***** Stored data
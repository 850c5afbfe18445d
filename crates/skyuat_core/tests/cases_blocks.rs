use skyuat_core::db::open_db_in_memory;
use skyuat_core::repo::block::{BlockRepository, NewBlock};
use skyuat_core::repo::environment::{EnvironmentRepository, NewEnvironment};
use skyuat_core::repo::fleet::{EmailRepository, NewEmail, NewOperator, OperatorRepository};
use skyuat_core::repo::lookup::{LookupInput, SectionRepository, SystemRepository};
use skyuat_core::repo::testcase::{CasePatch, CaseRepository, NewCase, NewStep, StepRepository};
use skyuat_core::RepoError;

struct Fixture {
    env_id: i64,
    system_id: i64,
    section_id: i64,
    operator_id: i64,
}

fn setup(conn: &rusqlite::Connection) -> Fixture {
    let env_id = EnvironmentRepository::new(conn)
        .create(
            &NewEnvironment {
                name: "uat".to_string(),
                description: None,
            },
            "tester",
        )
        .unwrap()
        .id;
    let system_id = SystemRepository::new(conn)
        .create(&LookupInput {
            name: "USSP".to_string(),
            description: None,
        })
        .unwrap()
        .id;
    let section_id = SectionRepository::new(conn)
        .create(&LookupInput {
            name: "Operational".to_string(),
            description: None,
        })
        .unwrap()
        .id;
    let email_id = EmailRepository::new(conn)
        .create(
            &NewEmail {
                address: "pilot@example.com".to_string(),
            },
            env_id,
            "tester",
        )
        .unwrap()
        .id;
    let operator_id = OperatorRepository::new(conn)
        .create(
            &NewOperator {
                name: "AeroOps".to_string(),
                email_id,
                easa_id: None,
            },
            env_id,
            "tester",
        )
        .unwrap()
        .id;
    Fixture {
        env_id,
        system_id,
        section_id,
        operator_id,
    }
}

fn base_case(fixture: &Fixture, code: &str) -> NewCase {
    NewCase {
        code: code.to_string(),
        title: "Flight plan acceptance".to_string(),
        description: None,
        systems: vec![fixture.system_id],
        sections: vec![fixture.section_id],
        operators: vec![fixture.operator_id],
        drones: vec![],
        uhub_users: vec![],
        uas_zones: vec![],
    }
}

#[test]
fn case_update_replaces_present_sets_and_preserves_omitted_ones() {
    let conn = open_db_in_memory().unwrap();
    let fixture = setup(&conn);
    let repo = CaseRepository::new(&conn);

    let created = repo
        .create(&base_case(&fixture, "CASE001"), fixture.env_id, "alice")
        .unwrap();
    assert_eq!(created.operators.len(), 1);
    assert_eq!(created.systems.len(), 1);

    // Empty list clears; omitted key preserves.
    let updated = repo
        .update(
            created.case.id,
            &CasePatch {
                operators: Some(vec![]),
                ..CasePatch::default()
            },
            "alice",
        )
        .unwrap();
    assert!(updated.operators.is_empty());
    assert_eq!(updated.systems.len(), 1);
    assert_eq!(updated.sections.len(), 1);
}

#[test]
fn steps_auto_position_and_cascade_with_their_case() {
    let conn = open_db_in_memory().unwrap();
    let fixture = setup(&conn);
    let cases = CaseRepository::new(&conn);
    let steps = StepRepository::new(&conn);

    let case = cases
        .create(&base_case(&fixture, "CASE001"), fixture.env_id, "alice")
        .unwrap();

    let first = steps
        .create(
            case.case.id,
            &NewStep {
                position: None,
                action: "Submit the operation plan".to_string(),
                expected_result: Some("Plan accepted".to_string()),
                requirements: vec![],
            },
            "alice",
        )
        .unwrap();
    let second = steps
        .create(
            case.case.id,
            &NewStep {
                position: None,
                action: "Activate the flight".to_string(),
                expected_result: None,
                requirements: vec![],
            },
            "alice",
        )
        .unwrap();
    assert_eq!(first.step.position, 1);
    assert_eq!(second.step.position, 2);

    // Deleting the case removes its steps.
    assert!(cases.delete(case.case.id).unwrap());
    assert!(steps.get_by_id(first.step.id).unwrap().is_none());
    assert!(steps.get_by_id(second.step.id).unwrap().is_none());
}

#[test]
fn reorder_rewrites_positions_and_validates_the_id_set() {
    let conn = open_db_in_memory().unwrap();
    let fixture = setup(&conn);
    let cases = CaseRepository::new(&conn);
    let steps = StepRepository::new(&conn);

    let case = cases
        .create(&base_case(&fixture, "CASE001"), fixture.env_id, "alice")
        .unwrap();
    let mut ids = Vec::new();
    for action in ["first", "second", "third"] {
        let step = steps
            .create(
                case.case.id,
                &NewStep {
                    position: None,
                    action: action.to_string(),
                    expected_result: None,
                    requirements: vec![],
                },
                "alice",
            )
            .unwrap();
        ids.push(step.step.id);
    }

    ids.reverse();
    let reordered = steps.reorder(case.case.id, &ids, "alice").unwrap();
    assert_eq!(reordered[0].action, "third");
    assert_eq!(reordered[0].position, 1);
    assert_eq!(reordered[2].action, "first");

    let incomplete = steps
        .reorder(case.case.id, &ids[..2], "alice")
        .unwrap_err();
    assert!(matches!(incomplete, RepoError::Validation(_)));
}

#[test]
fn case_in_a_block_is_delete_restricted() {
    let conn = open_db_in_memory().unwrap();
    let fixture = setup(&conn);
    let cases = CaseRepository::new(&conn);
    let blocks = BlockRepository::new(&conn);

    let case = cases
        .create(&base_case(&fixture, "CASE001"), fixture.env_id, "alice")
        .unwrap();
    let block = blocks
        .create(
            &NewBlock {
                name: "Nominal flows".to_string(),
                system_id: fixture.system_id,
                cases: vec![case.case.id],
            },
            fixture.env_id,
            "alice",
        )
        .unwrap();
    assert_eq!(block.cases.len(), 1);

    assert!(cases.delete(case.case.id).unwrap_err().is_foreign_key_conflict());

    // Detach the case from the block, then the delete goes through.
    blocks
        .update(
            block.block.id,
            &skyuat_core::repo::block::BlockPatch {
                cases: Some(vec![]),
                ..Default::default()
            },
            "alice",
        )
        .unwrap();
    assert!(cases.delete(case.case.id).unwrap());
}

#[test]
fn step_requirement_links_replace_wholesale() {
    let conn = open_db_in_memory().unwrap();
    let fixture = setup(&conn);
    let cases = CaseRepository::new(&conn);
    let steps = StepRepository::new(&conn);
    let requirements = skyuat_core::repo::requirement::RequirementRepository::new(&conn);

    let req_a = requirements
        .create(
            &skyuat_core::repo::requirement::NewRequirement {
                code: "REQ001".to_string(),
                definition: "Plan acceptance requirement.".to_string(),
                systems: vec![fixture.system_id],
                sections: vec![fixture.section_id],
            },
            fixture.env_id,
            "alice",
        )
        .unwrap();
    let req_b = requirements
        .create(
            &skyuat_core::repo::requirement::NewRequirement {
                code: "REQ002".to_string(),
                definition: "Flight activation requirement.".to_string(),
                systems: vec![fixture.system_id],
                sections: vec![fixture.section_id],
            },
            fixture.env_id,
            "alice",
        )
        .unwrap();

    let case = cases
        .create(&base_case(&fixture, "CASE001"), fixture.env_id, "alice")
        .unwrap();
    let step = steps
        .create(
            case.case.id,
            &NewStep {
                position: None,
                action: "Submit plan".to_string(),
                expected_result: None,
                requirements: vec![req_a.requirement.id],
            },
            "alice",
        )
        .unwrap();
    assert_eq!(step.requirements.len(), 1);

    let updated = steps
        .update(
            step.step.id,
            &skyuat_core::repo::testcase::StepPatch {
                requirements: Some(vec![req_b.requirement.id]),
                ..Default::default()
            },
            "alice",
        )
        .unwrap();
    assert_eq!(updated.requirements.len(), 1);
    assert_eq!(updated.requirements[0].code, "REQ002");

    // The requirement side sees the link through hydration.
    let detail = requirements
        .get_with_relations(req_b.requirement.id)
        .unwrap()
        .unwrap();
    assert_eq!(detail.step_ids, vec![step.step.id]);
}
//! Bug tracking entities.
//!
//! # Invariants
//! - `BugHistory` is append-only: entries are created, never mutated.
//! - A bug always references a system; the campaign run link is optional.

use crate::model::{Audit, EntityId};
use serde::{Deserialize, Serialize};

/// Bug workflow status.
#[derive(Debug, Clone, Copy, PartialEq, Eq, Serialize, Deserialize)]
#[serde(rename_all = "snake_case")]
pub enum BugStatus {
    Open,
    InProgress,
    Resolved,
    Closed,
}

/// Defect found during acceptance testing.
#[derive(Debug, Clone, PartialEq, Eq, Serialize, Deserialize)]
pub struct Bug {
    pub id: EntityId,
    pub environment_id: EntityId,
    pub title: String,
    pub description: Option<String>,
    pub status: BugStatus,
    pub system_id: EntityId,
    pub campaign_run_id: Option<EntityId>,
    pub file_id: Option<EntityId>,
    #[serde(flatten)]
    pub audit: Audit,
}

/// One append-only change-log entry of a bug.
#[derive(Debug, Clone, PartialEq, Eq, Serialize, Deserialize)]
pub struct BugHistoryEntry {
    pub id: EntityId,
    pub bug_id: EntityId,
    pub actor: String,
    pub summary: String,
    pub created_at: i64,
}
**********
▸ **Problem details**: Copy every line of the data that carries the word "second".

▸ **Answer box**:
    let second = steps
    assert_eq!(second.step.position, 2);
    assert!(steps.get_by_id(second.step.id).unwrap().is_none());
    for action in ["first", "second", "third"] {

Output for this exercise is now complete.